• _ASSIGNMENT_: The answer required is how many lines of the following entries contain the word "async", with no other words.

• _DATA PROVIDED_:
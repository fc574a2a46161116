// Scribe Overlay - API Core
//
// Backend for the in-page explanation overlay: authenticates the caller,
// redacts the selection, and streams a structured explanation back.
// Business logic lives in domains/*, infrastructure seams in kernel/.

pub mod common;
pub mod config;
pub mod domains;
pub mod kernel;
pub mod server;

pub use config::*;
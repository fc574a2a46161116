use axum::{
    http::StatusCode,
    response::{IntoResponse, Response},
    Json,
};
use serde_json::json;
use thiserror::Error;

use crate::common::FieldError;

pub type Result<T> = std::result::Result<T, ExplainError>;

/// Failures surfaced to HTTP callers before (or instead of) a stream.
///
/// Once a stream has started, failures travel as a terminal `error` frame
/// instead.
#[derive(Debug, Error)]
pub enum ExplainError {
    #[error("unauthorized")]
    Unauthorized,

    #[error("invalid payload ({} field(s))", .0.len())]
    InvalidPayload(Vec<FieldError>),

    #[error("generation backend failed: {0}")]
    Backend(String),
}

impl IntoResponse for ExplainError {
    fn into_response(self) -> Response {
        match self {
            ExplainError::Unauthorized => (
                StatusCode::UNAUTHORIZED,
                Json(json!({ "error": "Unauthorized" })),
            )
                .into_response(),
            ExplainError::InvalidPayload(details) => (
                StatusCode::BAD_REQUEST,
                Json(json!({ "error": "Invalid payload", "details": details })),
            )
                .into_response(),
            ExplainError::Backend(message) => {
                tracing::error!(error = %message, "backend call failed");
                (
                    StatusCode::BAD_GATEWAY,
                    Json(json!({ "error": "Upstream failure" })),
                )
                    .into_response()
            }
        }
    }
}
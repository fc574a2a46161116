//! Prompt text and request assembly for the generation backend.

use explain_stream::Source;
use openai_client::{ChatRequest, Message};

/// Characters of redacted text used to build the retrieval query.
pub const RETRIEVAL_QUERY_CHARS: usize = 400;

pub const EXPLAIN_TEMPERATURE: f32 = 0.3;
pub const EXPLAIN_MAX_TOKENS: u32 = 2000;

pub const SYSTEM_PROMPT: &str = r#"You are a sharp analyst who helps readers make sense of dense or complicated text. Explain what the reader is looking at clearly and intelligently.

Respond with a single JSON object containing these fields:

{
  "summary": "Two or three sentences on what the text says and why it matters, written for a smart non-specialist.",
  "keyPoints": ["Three to five of the most important takeaways"],
  "context": "Background the reader needs to fully understand this: history, industry knowledge, related events.",
  "implications": "What this means from here on. Concrete consequences or opportunities.",
  "criticalAnalysis": "An honest read on reliability. Note any angle or bias, anything missing, and the questions a careful reader should ask.",
  "bottomLine": "The single most important takeaway, in one sentence."
}

Rules:
- Use plain language rather than jargon
- Be specific and insightful rather than generic
- Call out anything questionable directly
- Prioritize what actually matters to the reader
- Leave out filler
- When sources are supplied, cite them where they support the analysis"#;

pub const FOLLOWUP_SYSTEM_PROMPT: &str = "User follow-up question about previously explained text. \
Answer concisely in bullets. Keep style consistent with prior answer JSON.";

/// Search query derived from the (already redacted) selection.
///
/// Takes the leading characters, blanks out anything that is not a word
/// character or whitespace, then trims.
pub fn retrieval_query(redacted: &str) -> String {
    redacted
        .chars()
        .take(RETRIEVAL_QUERY_CHARS)
        .map(|c| {
            if c.is_ascii_alphanumeric() || c == '_' || c.is_whitespace() {
                c
            } else {
                ' '
            }
        })
        .collect::<String>()
        .trim()
        .to_string()
}

/// Numbered source excerpts appended to the user message. Empty when there
/// are no sources.
pub fn sources_context(sources: &[Source]) -> String {
    if sources.is_empty() {
        return String::new();
    }

    let entries: Vec<String> = sources
        .iter()
        .enumerate()
        .map(|(i, s)| format!("[{}] {}\nURL: {}\nExcerpt: {}", i + 1, s.title, s.url, s.content))
        .collect();
    format!("\n\nRelevant sources found:\n{}", entries.join("\n\n"))
}

pub fn user_message(redacted: &str, sources: &[Source]) -> String {
    format!("Analyze this text:\n\n{}{}", redacted, sources_context(sources))
}

/// The streamed explanation request.
pub fn explain_chat_request(model: &str, redacted: &str, sources: &[Source]) -> ChatRequest {
    ChatRequest::new(model)
        .message(Message::system(SYSTEM_PROMPT))
        .message(Message::user(user_message(redacted, sources)))
        .temperature(EXPLAIN_TEMPERATURE)
        .token_limit(EXPLAIN_MAX_TOKENS)
}

/// The one-shot follow-up request.
pub fn followup_chat_request(
    model: &str,
    prior_answer: &serde_json::Value,
    original_text: &str,
    question: &str,
) -> ChatRequest {
    ChatRequest::new(model)
        .message(Message::system(FOLLOWUP_SYSTEM_PROMPT))
        .message(Message::user(format!(
            "Prior answer: {}\nOriginal text: {}\nQuestion: {}",
            prior_answer, original_text, question
        )))
}
// Common test utilities

pub mod harness;

pub use harness::*;
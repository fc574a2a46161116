//! The explain request as sent by every client.

use serde::{Deserialize, Serialize};

/// Audience the explanation is written for.
#[derive(Debug, Clone, Copy, PartialEq, Eq, Serialize, Deserialize)]
#[serde(rename_all = "kebab-case")]
pub enum Mode {
    Executive,
    Manager,
    Investor,
    TechnicalLite,
}

impl Mode {
    pub const VARIANTS: [&'static str; 4] = ["executive", "manager", "investor", "technical-lite"];

    pub fn parse(value: &str) -> Option<Self> {
        match value {
            "executive" => Some(Mode::Executive),
            "manager" => Some(Mode::Manager),
            "investor" => Some(Mode::Investor),
            "technical-lite" => Some(Mode::TechnicalLite),
            _ => None,
        }
    }

    pub fn as_str(self) -> &'static str {
        Self::VARIANTS[self as usize]
    }
}

#[derive(Debug, Clone, Copy, PartialEq, Eq, Serialize, Deserialize)]
#[serde(rename_all = "lowercase")]
pub enum ContextLevel {
    Minimal,
    Standard,
    Expanded,
}

impl ContextLevel {
    pub const VARIANTS: [&'static str; 3] = ["minimal", "standard", "expanded"];

    pub fn parse(value: &str) -> Option<Self> {
        match value {
            "minimal" => Some(ContextLevel::Minimal),
            "standard" => Some(ContextLevel::Standard),
            "expanded" => Some(ContextLevel::Expanded),
            _ => None,
        }
    }

    pub fn as_str(self) -> &'static str {
        Self::VARIANTS[self as usize]
    }
}

/// Where the selection came from.
#[derive(Debug, Clone, Default, PartialEq, Eq, Serialize, Deserialize)]
pub struct PageMetadata {
    #[serde(default, skip_serializing_if = "Option::is_none")]
    pub url: Option<String>,
    #[serde(default, skip_serializing_if = "Option::is_none")]
    pub domain: Option<String>,
    #[serde(default, skip_serializing_if = "Option::is_none")]
    pub title: Option<String>,
}

#[derive(Debug, Clone, PartialEq, Serialize, Deserialize)]
#[serde(rename_all = "camelCase")]
pub struct ExplainRequest {
    pub text: String,
    pub mode: Mode,
    pub context_level: ContextLevel,
    pub metadata: PageMetadata,
    #[serde(default = "default_true")]
    pub redaction_enabled: bool,
    #[serde(default, skip_serializing_if = "Option::is_none")]
    pub context_snippet: Option<String>,
    #[serde(default, skip_serializing_if = "Option::is_none")]
    pub expanded_context_enabled: Option<bool>,
    #[serde(default, skip_serializing_if = "Option::is_none")]
    pub conversation_id: Option<String>,
}

fn default_true() -> bool {
    true
}

#[cfg(test)]
mod tests {
    use super::*;
    use serde_json::json;

    #[test]
    fn test_request_wire_shape() {
        let request = ExplainRequest {
            text: "Rates went up".into(),
            mode: Mode::TechnicalLite,
            context_level: ContextLevel::Standard,
            metadata: PageMetadata {
                url: Some("https://news.example.com/a".into()),
                ..Default::default()
            },
            redaction_enabled: true,
            context_snippet: None,
            expanded_context_enabled: None,
            conversation_id: None,
        };

        assert_eq!(
            serde_json::to_value(&request).unwrap(),
            json!({
                "text": "Rates went up",
                "mode": "technical-lite",
                "contextLevel": "standard",
                "metadata": {"url": "https://news.example.com/a"},
                "redactionEnabled": true
            })
        );
    }

    #[test]
    fn test_redaction_defaults_on() {
        let request: ExplainRequest = serde_json::from_value(json!({
            "text": "t",
            "mode": "investor",
            "contextLevel": "minimal",
            "metadata": {}
        }))
        .unwrap();
        assert!(request.redaction_enabled);
        assert_eq!(request.mode.as_str(), "investor");
        assert_eq!(ContextLevel::parse("expanded"), Some(ContextLevel::Expanded));
    }
}
// Main entry point for the explanation API server

use std::time::Duration;

use anyhow::{Context, Result};
use server_core::{domains::auth::SessionStore, kernel::ServerDeps, server::build_app, Config};
use tracing_subscriber::{layer::SubscriberExt, util::SubscriberInitExt};

const SESSION_SWEEP_INTERVAL: Duration = Duration::from_secs(15 * 60);

#[tokio::main]
async fn main() -> Result<()> {
    // Initialize logging
    tracing_subscriber::registry()
        .with(
            tracing_subscriber::EnvFilter::try_from_default_env()
                .unwrap_or_else(|_| "info,server_core=debug".into()),
        )
        .with(tracing_subscriber::fmt::layer())
        .init();

    tracing::info!("Starting Scribe Overlay API");

    // Load configuration
    let config = Config::from_env().context("Failed to load configuration")?;
    tracing::info!("Configuration loaded");

    let sessions = SessionStore::new();
    let deps = ServerDeps::from_config(&config, sessions.clone())
        .context("Failed to initialize server dependencies")?;
    if deps.demo_mode() {
        tracing::warn!("OPENAI_API_KEY missing or placeholder, running in demo mode");
    }

    tokio::spawn(async move {
        let mut interval = tokio::time::interval(SESSION_SWEEP_INTERVAL);
        loop {
            interval.tick().await;
            let removed = sessions.cleanup_expired().await;
            if removed > 0 {
                tracing::debug!(removed, "expired sessions removed");
            }
        }
    });

    // Build application
    let app = build_app(deps, &config.allowed_origins);

    // Start server
    let addr = format!("0.0.0.0:{}", config.port);
    tracing::info!("Starting server on {}", addr);
    tracing::info!("Health check: http://localhost:{}/health", config.port);

    let listener = tokio::net::TcpListener::bind(&addr)
        .await
        .context("Failed to bind to address")?;

    axum::serve(listener, app).await.context("Server error")?;

    Ok(())
}
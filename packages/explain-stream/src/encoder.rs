//! Serialize frames into the text event stream.
//!
//! ```text
//! data: <delta line>\n           one `data:` line per line of delta text
//! \n                             blank line ends the frame
//! event: done\ndata: {...}\n\n   terminal success
//! event: error\ndata: {...}\n\n  terminal failure
//! ```
//!
//! The server always emits the `event: done` form for the terminal frame.

use serde_json::json;

use crate::frame::{DonePayload, StreamFrame};

pub const EVENT_DONE: &str = "done";
pub const EVENT_ERROR: &str = "error";

/// Encode one frame, including its trailing blank line.
pub fn encode_frame(frame: &StreamFrame) -> String {
    match frame {
        StreamFrame::Delta { content } => encode_data(None, content),
        StreamFrame::Done(payload) => encode_done(payload),
        StreamFrame::Error { message } => {
            let body = json!({ "message": message }).to_string();
            encode_data(Some(EVENT_ERROR), &body)
        }
    }
}

/// Encode a terminal success frame.
pub fn encode_done(payload: &DonePayload) -> String {
    let body = match serde_json::to_string(payload) {
        Ok(body) => body,
        Err(e) => {
            tracing::error!(error = %e, "failed to serialize done payload");
            json!({ "json": null, "textHash": payload.text_hash, "sources": [] }).to_string()
        }
    };
    encode_data(Some(EVENT_DONE), &body)
}

/// Line endings as they survive the wire: `\r\n` and lone `\r` become `\n`.
///
/// Producers that keep their own copy of the streamed text apply this to
/// every delta so their copy matches what consumers accumulate.
pub fn normalize_newlines(text: &str) -> String {
    text.replace("\r\n", "\n").replace('\r', "\n")
}

fn encode_data(event: Option<&str>, payload: &str) -> String {
    let normalized = normalize_newlines(payload);
    let mut out = String::with_capacity(normalized.len() + 16);
    if let Some(event) = event {
        out.push_str("event: ");
        out.push_str(event);
        out.push('\n');
    }
    for line in normalized.split('\n') {
        out.push_str("data: ");
        out.push_str(line);
        out.push('\n');
    }
    out.push('\n');
    out
}

#[cfg(test)]
mod tests {
    use super::*;
    use crate::frame::StructuredExplanation;

    #[test]
    fn test_delta_frame() {
        assert_eq!(encode_frame(&StreamFrame::delta("Hel")), "data: Hel\n\n");
    }

    #[test]
    fn test_multiline_delta_never_contains_blank_line() {
        let encoded = encode_frame(&StreamFrame::delta("line one\n\nline three"));
        assert_eq!(encoded, "data: line one\ndata: \ndata: line three\n\n");
        assert_eq!(encoded.matches("\n\n").count(), 1);
    }

    #[test]
    fn test_carriage_returns_decode_as_normalized_text() {
        for content in ["a\r\nb", "trailing\r", "lone\rmiddle", "\r\n\r\n", "mixed\r\r\n"] {
            let frame = StreamFrame::delta(content);
            let decoded = crate::decoder::parse_block(encode_frame(&frame).trim_end_matches('\n'));
            assert_eq!(decoded, Some(StreamFrame::delta(normalize_newlines(content))), "{:?}", content);
        }
    }

    #[test]
    fn test_done_frame_uses_event_form() {
        let payload = DonePayload {
            json: Some(StructuredExplanation {
                summary: Some("ok".into()),
                ..Default::default()
            }),
            text_hash: "abc".into(),
            sources: vec![],
        };
        let encoded = encode_frame(&StreamFrame::Done(payload));
        assert!(encoded.starts_with("event: done\ndata: {"));
        assert!(encoded.contains("\"textHash\":\"abc\""));
        assert!(encoded.ends_with("}\n\n"));
    }

    #[test]
    fn test_error_frame() {
        let encoded = encode_frame(&StreamFrame::error("backend exploded"));
        assert_eq!(
            encoded,
            "event: error\ndata: {\"message\":\"backend exploded\"}\n\n"
        );
    }
}
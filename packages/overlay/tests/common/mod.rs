// Common test utilities

pub mod fake_surface;
pub mod stub_server;

pub use fake_surface::*;
pub use stub_server::*;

• _RESULT OF THIS EXERCISE_: 2